## [Required work]
From the entries below, output the line with "fn resolve_scalar(scope: &Scope<'_>, name: String)" and each following line up to and including the line with "to XML writer", exactly as written.

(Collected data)
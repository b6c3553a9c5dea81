//! Template rendering: bind data into a document package
//!
//! A [`Template`] wraps an opened package. The main document part and the
//! headers and footers it references are decoded on first use, rendered with
//! [`render_items`], and encoded back into the package when it is saved.
//! Parts that were never decoded are written back byte for byte.

mod render;
mod scope;
mod syntax;

pub use render::{error_marker, render_items};
pub use syntax::Delimiters;

use crate::codec::{decode_document, encode_document, DocumentPart};
use crate::error::{EncodeError, Error, RenderError, Result};
use crate::opc::{rel_types, Package, PartUri};
use log::debug;
use serde::Serialize;
use std::path::Path;

/// Rendering configuration
#[derive(Clone, Debug)]
pub struct RenderOptions {
    /// Placeholder delimiters, `{{` and `}}` by default
    pub delimiters: Delimiters,
    /// Replace failed placeholders with a visible marker such as
    /// `[unresolved: Name]`. When off they are left as written.
    pub mark_errors: bool,
    /// Fail on the first problem instead of collecting diagnostics
    pub strict: bool,
}

impl Default for RenderOptions {
    fn default() -> Self {
        Self {
            delimiters: Delimiters::default(),
            mark_errors: true,
            strict: false,
        }
    }
}

impl RenderOptions {
    pub fn delimiters(mut self, open: impl Into<String>, close: impl Into<String>) -> Self {
        self.delimiters = Delimiters::new(open, close);
        self
    }

    pub fn mark_errors(mut self, mark_errors: bool) -> Self {
        self.mark_errors = mark_errors;
        self
    }

    pub fn strict(mut self, strict: bool) -> Self {
        self.strict = strict;
        self
    }
}

/// Problems found while rendering, in document order
#[derive(Clone, Debug, Default, PartialEq, Eq)]
pub struct RenderReport {
    pub diagnostics: Vec<RenderError>,
}

impl RenderReport {
    /// No binding failed
    pub fn is_clean(&self) -> bool {
        self.diagnostics.is_empty()
    }

    pub fn merge(&mut self, other: RenderReport) {
        self.diagnostics.extend(other.diagnostics);
    }
}

#[derive(Debug)]
struct TemplatePart {
    uri: PartUri,
    document: Option<DocumentPart>,
}

/// A DOCX template
///
/// # Example
///
/// ```rust,ignore
/// use linch_docx_template::Template;
/// use serde_json::json;
///
/// let mut template = Template::open("invoice.docx")?;
/// let report = template.render(&json!({"FileName": "Q3", "Items": [{"Name": "a"}]}))?;
/// assert!(report.is_clean());
/// template.save("invoice-q3.docx")?;
/// ```
#[derive(Debug)]
pub struct Template {
    package: Package,
    parts: Vec<TemplatePart>,
}

impl Template {
    /// Open a template from a file path
    pub fn open<P: AsRef<Path>>(path: P) -> Result<Self> {
        Self::from_package(Package::open(path)?)
    }

    /// Open a template from bytes
    pub fn from_bytes(bytes: &[u8]) -> Result<Self> {
        Self::from_package(Package::from_bytes(bytes)?)
    }

    /// Wrap an opened package.
    ///
    /// Fails with [`Error::MissingPart`] when the package has no main
    /// document.
    pub fn from_package(package: Package) -> Result<Self> {
        let main = package.main_document_uri()?;
        let rels = package.relationships_for(&main)?;

        let mut uris = vec![main.clone()];
        for rel in rels.internal_of_types(&[rel_types::HEADER, rel_types::FOOTER]) {
            let uri = main.resolve(&rel.target)?;
            if package.part(&uri).is_some() && !uris.contains(&uri) {
                uris.push(uri);
            }
        }
        debug!("template parts: {:?}", uris.iter().map(PartUri::as_str).collect::<Vec<_>>());

        let parts = uris
            .into_iter()
            .map(|uri| TemplatePart { uri, document: None })
            .collect();
        Ok(Self { package, parts })
    }

    /// The underlying package
    pub fn package(&self) -> &Package {
        &self.package
    }

    /// Parts that take part in rendering: the main document first, then
    /// headers and footers in relationship order
    pub fn part_uris(&self) -> impl Iterator<Item = &PartUri> {
        self.parts.iter().map(|p| &p.uri)
    }

    /// A part's tree, if it has been decoded
    pub fn document(&self, uri: &PartUri) -> Option<&DocumentPart> {
        self.parts
            .iter()
            .find(|p| &p.uri == uri)
            .and_then(|p| p.document.as_ref())
    }

    /// A part's tree, decoding it on first access
    pub fn document_mut(&mut self, uri: &PartUri) -> Result<&mut DocumentPart> {
        let index = self
            .parts
            .iter()
            .position(|p| &p.uri == uri)
            .ok_or_else(|| Error::MissingPart(uri.to_string()))?;
        self.load(index)
    }

    /// The main document tree, decoding it on first access
    pub fn main_document_mut(&mut self) -> Result<&mut DocumentPart> {
        self.load(0)
    }

    /// Render every part with default options
    pub fn render<T: Serialize + ?Sized>(&mut self, data: &T) -> Result<RenderReport> {
        self.render_with(data, &RenderOptions::default())
    }

    /// Render every part.
    ///
    /// Binding problems are collected in the returned report unless
    /// `options.strict` is set, in which case the first one is returned as
    /// [`Error::Render`].
    pub fn render_with<T: Serialize + ?Sized>(
        &mut self,
        data: &T,
        options: &RenderOptions,
    ) -> Result<RenderReport> {
        let value = serde_json::to_value(data)?;
        let mut report = RenderReport::default();

        for index in 0..self.parts.len() {
            let document = self.load(index)?;
            let part_report = render_items(&mut document.items, &value, options)?;
            debug!(
                "rendered {} with {} diagnostics",
                self.parts[index].uri,
                part_report.diagnostics.len()
            );
            report.merge(part_report);
        }

        Ok(report)
    }

    /// Encode every decoded part back into the package
    pub fn flush(&mut self) -> Result<()> {
        for part in &self.parts {
            let Some(document) = &part.document else {
                continue;
            };
            let bytes = encode_document(document)?;
            debug!("encoded {} ({} bytes)", part.uri, bytes.len());
            self.package
                .write_part(&part.uri, bytes)
                .map_err(|_| EncodeError::MissingSink(part.uri.to_string()))?;
        }
        Ok(())
    }

    /// Save to a file
    pub fn save<P: AsRef<Path>>(&mut self, path: P) -> Result<()> {
        self.flush()?;
        self.package.save(path)
    }

    /// Save to bytes
    pub fn to_bytes(&mut self) -> Result<Vec<u8>> {
        self.flush()?;
        self.package.to_bytes()
    }

    /// Flush and hand back the package
    pub fn into_package(mut self) -> Result<Package> {
        self.flush()?;
        Ok(self.package)
    }

    fn load(&mut self, index: usize) -> Result<&mut DocumentPart> {
        let part = &mut self.parts[index];
        let document = match part.document.take() {
            Some(document) => document,
            None => {
                let bytes = self
                    .package
                    .read_part(&part.uri)
                    .ok_or_else(|| Error::MissingPart(part.uri.to_string()))?;
                let document = decode_document(bytes)?;
                debug!("decoded {} ({} items)", part.uri, document.items.len());
                document
            }
        };
        Ok(part.document.insert(document))
    }
}
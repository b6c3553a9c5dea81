//! Placeholder substitution and block expansion over an item tree
//!
//! Blocks are found per sibling list. For the item at position `i`, the first
//! block marker it contains decides what happens:
//!
//! - an opening marker whose `{{end}}` is inside the same paragraph or table
//!   row makes that item the block;
//! - an opening marker whose `{{end}}` is in a later sibling makes the whole
//!   sibling range the block;
//! - tables, cells and other containers whose markers balance inside them
//!   are descended into instead.
//!
//! A block is stripped of its own two markers, cloned once per list element,
//! and each clone is rendered against a scope that has the element pushed on
//! top. Cloning happens before rendering so nested blocks are expanded
//! independently inside every copy.

use crate::document::{Item, ParagraphFacet};
use crate::error::RenderError;
use crate::template::scope::{scalar_text, Lookup, Scope};
use crate::template::syntax::{scan, Delimiters, Directive};
use crate::template::{RenderOptions, RenderReport};
use serde_json::Value;

/// Render `items` in place against `data`
pub fn render_items(
    items: &mut Vec<Item>,
    data: &Value,
    options: &RenderOptions,
) -> Result<RenderReport, RenderError> {
    let mut renderer = Renderer {
        options,
        diagnostics: Vec::new(),
    };
    renderer.render_list(items, &Scope::new(data))?;
    Ok(RenderReport {
        diagnostics: renderer.diagnostics,
    })
}

/// Text left in the document in place of a failed placeholder
pub fn error_marker(err: &RenderError) -> String {
    match err {
        RenderError::UnresolvedBinding { name } => format!("[unresolved: {}]", name),
        RenderError::TypeMismatch { name, .. } => format!("[type mismatch: {}]", name),
        RenderError::UnclosedBlock { name } => format!("[unclosed block: {}]", name),
        RenderError::UnmatchedEnd => "[unmatched end]".to_string(),
    }
}

#[derive(Clone, Debug, PartialEq, Eq)]
enum Marker {
    Open(String),
    End,
}

/// Block markers of all paragraphs in `item`, in document order
fn block_markers(item: &Item, delimiters: &Delimiters) -> Vec<Marker> {
    let mut markers = Vec::new();
    for p in item.paragraphs() {
        for token in scan(&p.text(), delimiters) {
            match token.directive {
                Directive::Range(name) => markers.push(Marker::Open(name)),
                Directive::End => markers.push(Marker::End),
                Directive::Field(_) => {}
            }
        }
    }
    markers
}

/// Replace the `ordinal`-th block marker of `item` with `replacement`
fn replace_marker(item: &mut Item, ordinal: usize, replacement: &str, delimiters: &Delimiters) {
    let mut seen = 0;
    for p in item.paragraphs_mut() {
        let spans: Vec<_> = scan(&p.text(), delimiters)
            .into_iter()
            .filter(|t| t.directive.is_block())
            .map(|t| t.span)
            .collect();
        if ordinal < seen + spans.len() {
            let span = spans[ordinal - seen].clone();
            p.replace_text_ranges(&[(span, replacement.to_string())]);
            return;
        }
        seen += spans.len();
    }
}

/// Items that can be a block on their own
fn is_unit(item: &Item) -> bool {
    matches!(item, Item::Paragraph(_) | Item::TableRow(_))
}

/// Elements that hold properties or editor bookkeeping rather than content
const NOT_CONTENT: &[&str] = &[
    "proofErr",
    "lastRenderedPageBreak",
    "trPr",
    "tblPrEx",
    "tcPr",
];

/// Whether anything in the subtree shows up in the document: non-blank text,
/// a drawing, or any element other than properties and proofing marks
fn has_content(item: &Item) -> bool {
    match item {
        Item::Text(t) => !t.text().trim().is_empty(),
        Item::Drawing(_) => true,
        Item::Raw(node) => node
            .element_name()
            .is_some_and(|name| !NOT_CONTENT.contains(&name)),
        _ => item.children().iter().any(has_content),
    }
}

/// A paragraph or row with nothing visible left once its marker is gone
fn is_blank(item: &Item) -> bool {
    if let Item::Paragraph(p) = item {
        let section_break = p.params.as_ref().is_some_and(|params| {
            params
                .facets()
                .iter()
                .any(|f| matches!(f, ParagraphFacet::Other(_)) && f.local_name() == Some("sectPr"))
        });
        if section_break {
            return false;
        }
    }
    is_unit(item) && !has_content(item)
}

struct Renderer<'o> {
    options: &'o RenderOptions,
    diagnostics: Vec<RenderError>,
}

impl Renderer<'_> {
    fn report(&mut self, err: RenderError) -> Result<(), RenderError> {
        log::warn!("template: {}", err);
        if self.options.strict {
            return Err(err);
        }
        self.diagnostics.push(err);
        Ok(())
    }

    fn render_list<'a>(&mut self, items: &mut Vec<Item>, scope: &Scope<'a>) -> Result<(), RenderError> {
        let delimiters = self.options.delimiters.clone();
        let mut i = 0;
        // leading markers of items[i] already reported and left verbatim
        let mut inert = 0;

        while i < items.len() {
            let markers = block_markers(&items[i], &delimiters);
            let unit = is_unit(&items[i]);

            match markers.get(inert).cloned() {
                Some(Marker::End) if unit => {
                    let err = RenderError::UnmatchedEnd;
                    if !self.mark(&mut items[i], inert, &err) {
                        inert += 1;
                    }
                    self.report(err)?;
                    continue;
                }
                Some(Marker::Open(name)) => match find_block_end(items, i, &markers, inert, &delimiters) {
                    Some((j, end)) if j > i || unit => {
                        i = self.expand(items, (i, inert), (j, end), &name, scope)?;
                        inert = 0;
                        continue;
                    }
                    None if unit => {
                        let err = RenderError::UnclosedBlock { name };
                        if !self.mark(&mut items[i], inert, &err) {
                            inert += 1;
                        }
                        self.report(err)?;
                        continue;
                    }
                    _ => {}
                },
                _ => {}
            }

            self.render_item(&mut items[i], scope)?;
            i += 1;
            inert = 0;
        }
        Ok(())
    }

    /// Put the error marker over a failed block marker; `false` when errors
    /// are left unmarked
    fn mark(&self, item: &mut Item, ordinal: usize, err: &RenderError) -> bool {
        if self.options.mark_errors {
            replace_marker(item, ordinal, &error_marker(err), &self.options.delimiters);
        }
        self.options.mark_errors
    }

    /// Expand the block spanning `open.0..=close.0`; returns the index of the
    /// first sibling after the expansion
    fn expand<'a>(
        &mut self,
        items: &mut Vec<Item>,
        open: (usize, usize),
        close: (usize, usize),
        name: &str,
        scope: &Scope<'a>,
    ) -> Result<usize, RenderError> {
        let delimiters = &self.options.delimiters;
        let (i, open_ordinal) = open;
        let (j, end_ordinal) = close;

        let values: &'a [Value] = match scope.lookup(name) {
            Lookup::Found(Value::Array(values)) => values,
            Lookup::Found(Value::Null) => &[],
            found => {
                let err = match found {
                    Lookup::Missing => RenderError::UnresolvedBinding { name: name.to_string() },
                    _ => RenderError::TypeMismatch {
                        name: name.to_string(),
                        expected: "list",
                    },
                };
                if self.options.mark_errors {
                    let marker = error_marker(&err);
                    replace_marker(&mut items[j], end_ordinal, "", delimiters);
                    replace_marker(&mut items[i], open_ordinal, &marker, delimiters);
                }
                self.report(err)?;
                return Ok(j + 1);
            }
        };

        let mut block: Vec<Item> = items.drain(i..=j).collect();
        let last = block.len() - 1;
        replace_marker(&mut block[last], end_ordinal, "", delimiters);
        replace_marker(&mut block[0], open_ordinal, "", delimiters);
        if j > i {
            if block.last().is_some_and(is_blank) {
                block.pop();
            }
            if block.first().is_some_and(is_blank) {
                block.remove(0);
            }
        }

        log::debug!(
            "expanding block '{}': {} item(s) x {}",
            name,
            block.len(),
            values.len()
        );

        let mut expanded = Vec::with_capacity(block.len() * values.len());
        for (index, value) in values.iter().enumerate() {
            let mut copy = block.clone();
            self.render_list(&mut copy, &scope.child(value, index))?;
            expanded.append(&mut copy);
        }

        let count = expanded.len();
        items.splice(i..i, expanded);
        Ok(i + count)
    }

    fn render_item(&mut self, item: &mut Item, scope: &Scope<'_>) -> Result<(), RenderError> {
        match item {
            Item::Paragraph(p) => {
                let mut edits = Vec::new();
                for token in scan(&p.text(), &self.options.delimiters) {
                    let Directive::Field(name) = token.directive else {
                        continue;
                    };
                    match resolve_scalar(scope, name) {
                        Ok(text) => edits.push((token.span, text)),
                        Err(err) => {
                            if self.options.mark_errors {
                                edits.push((token.span, error_marker(&err)));
                            }
                            self.report(err)?;
                        }
                    }
                }
                p.replace_text_ranges(&edits);
                Ok(())
            }
            other => match other.children_mut() {
                Some(children) => self.render_list(children, scope),
                None => Ok(()),
            },
        }
    }
}

fn resolve_scalar(scope: &Scope<'_>, name: String) -> Result<String, RenderError> {
    match scope.lookup(&name) {
        Lookup::Found(value) => scalar_text(value).ok_or(RenderError::TypeMismatch {
            name,
            expected: "scalar",
        }),
        Lookup::Counter(n) => Ok(n.to_string()),
        Lookup::Missing => Err(RenderError::UnresolvedBinding { name }),
    }
}

/// Locate the `{{end}}` matching the opening marker `markers[open]` of
/// `items[i]`: the sibling index and the marker's ordinal within it.
fn find_block_end(
    items: &[Item],
    i: usize,
    markers: &[Marker],
    open: usize,
    delimiters: &Delimiters,
) -> Option<(usize, usize)> {
    let mut depth = 0usize;
    let mut step = |marker: &Marker| {
        match marker {
            Marker::Open(_) => depth += 1,
            Marker::End => depth -= 1,
        }
        depth == 0
    };

    for (k, marker) in markers.iter().enumerate().skip(open) {
        if step(marker) {
            return Some((i, k));
        }
    }
    for (j, item) in items.iter().enumerate().skip(i + 1) {
        for (k, marker) in block_markers(item, delimiters).iter().enumerate() {
            if step(marker) {
                return Some((j, k));
            }
        }
    }
    None
}
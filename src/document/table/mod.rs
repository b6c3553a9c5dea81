//! Table elements (w:tbl, w:tr, w:tc)

mod cell;
mod row;

pub use cell::TableCell;
pub use row::TableRow;

use crate::document::{decode_container, encode_container, Item};
use crate::error::{DecodeError, EncodeError};
use crate::xml::{RawXmlElement, RawXmlNode, XmlTag};
use quick_xml::{Reader, Writer};
use std::io::{BufRead, Write};

/// Table element (w:tbl)
///
/// `w:tblPr` and `w:tblGrid` stay raw children in their original position;
/// rows are [`Item::TableRow`].
#[derive(Clone, Debug, PartialEq)]
pub struct Table {
    pub tag: XmlTag,
    pub children: Vec<Item>,
}

impl Table {
    pub const TAG: &'static str = "tbl";

    /// Parse from reader (after w:tbl start tag)
    pub fn decode<R: BufRead>(reader: &mut Reader<R>, tag: XmlTag) -> Result<Self, DecodeError> {
        let (children, _) = decode_container(reader, &tag, None)?;
        Ok(Table { tag, children })
    }

    /// Write to XML writer
    pub fn encode<W: Write>(&self, writer: &mut Writer<W>) -> Result<(), EncodeError> {
        encode_container(writer, &self.tag, &self.children, None)
    }

    /// Table properties (w:tblPr)
    pub fn properties(&self) -> Option<&RawXmlElement> {
        self.raw_child("tblPr")
    }

    /// Column widths from w:tblGrid, as written
    pub fn grid(&self) -> Vec<Option<String>> {
        self.raw_child("tblGrid")
            .map(|grid| {
                grid.elements()
                    .filter(|e| e.local_name() == "gridCol")
                    .map(|e| e.attr("w"))
                    .collect()
            })
            .unwrap_or_default()
    }

    fn raw_child(&self, local: &str) -> Option<&RawXmlElement> {
        self.children.iter().find_map(|c| match c {
            Item::Raw(RawXmlNode::Element(e)) if e.local_name() == local => Some(e),
            _ => None,
        })
    }

    /// Iterate over rows
    pub fn rows(&self) -> impl Iterator<Item = &TableRow> {
        self.children.iter().filter_map(|c| match c {
            Item::TableRow(r) => Some(r),
            _ => None,
        })
    }

    /// Iterate over rows mutably
    pub fn rows_mut(&mut self) -> impl Iterator<Item = &mut TableRow> {
        self.children.iter_mut().filter_map(|c| match c {
            Item::TableRow(r) => Some(r),
            _ => None,
        })
    }

    /// Get row by index
    pub fn row(&self, index: usize) -> Option<&TableRow> {
        self.rows().nth(index)
    }

    /// Get row count
    pub fn row_count(&self) -> usize {
        self.rows().count()
    }

    /// Get column count (based on first row)
    pub fn column_count(&self) -> usize {
        self.rows().next().map(|r| r.cells().count()).unwrap_or(0)
    }

    /// Get cell at position
    pub fn cell(&self, row: usize, col: usize) -> Option<&TableCell> {
        self.row(row)?.cells().nth(col)
    }

    /// Get all text from the table, one line per row, cells separated by tabs
    pub fn text(&self) -> String {
        self.rows()
            .map(|row| row.cells().map(TableCell::text).collect::<Vec<_>>().join("\t"))
            .collect::<Vec<_>>()
            .join("\n")
    }
}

## [Your solution]
fn resolve_scalar(scope: &Scope<'_>, name: String) -> Result<String, RenderError> {
    match scope.lookup(&name) {
        Lookup::Found(value) => scalar_text(value).ok_or(RenderError::TypeMismatch {
            name,
            expected: "scalar",
        }),
        Lookup::Counter(n) => Ok(n.to_string()),
        Lookup::Missing => Err(RenderError::UnresolvedBinding { name }),
    }
}

/// Locate the `{{end}}` matching the opening marker `markers[open]` of
/// `items[i]`: the sibling index and the marker's ordinal within it.
fn find_block_end(
    items: &[Item],
    i: usize,
    markers: &[Marker],
    open: usize,
    delimiters: &Delimiters,
) -> Option<(usize, usize)> {
    let mut depth = 0usize;
    let mut step = |marker: &Marker| {
        match marker {
            Marker::Open(_) => depth += 1,
            Marker::End => depth -= 1,
        }
        depth == 0
    };

    for (k, marker) in markers.iter().enumerate().skip(open) {
        if step(marker) {
            return Some((i, k));
        }
    }
    for (j, item) in items.iter().enumerate().skip(i + 1) {
        for (k, marker) in block_markers(item, delimiters).iter().enumerate() {
            if step(marker) {
                return Some((j, k));
            }
        }
    }
    None
}
filename src/document/table/mod.rs
repository b6c3553a9c5dea81
//! Table elements (w:tbl, w:tr, w:tc)

mod cell;
mod row;

pub use cell::TableCell;
pub use row::TableRow;

use crate::document::{decode_container, encode_container, Item};
use crate::error::{DecodeError, EncodeError};
use crate::xml::{RawXmlElement, RawXmlNode, XmlTag};
use quick_xml::{Reader, Writer};
use std::io::{BufRead, Write};

/// Table element (w:tbl)
///
/// `w:tblPr` and `w:tblGrid` stay raw children in their original position;
/// rows are [`Item::TableRow`].
#[derive(Clone, Debug, PartialEq)]
pub struct Table {
    pub tag: XmlTag,
    pub children: Vec<Item>,
}

impl Table {
    pub const TAG: &'static str = "tbl";

    /// Parse from reader (after w:tbl start tag)
    pub fn decode<R: BufRead>(reader: &mut Reader<R>, tag: XmlTag) -> Result<Self, DecodeError> {
        let (children, _) = decode_container(reader, &tag, None)?;
        Ok(Table { tag, children })
    }

    /// Write to XML writer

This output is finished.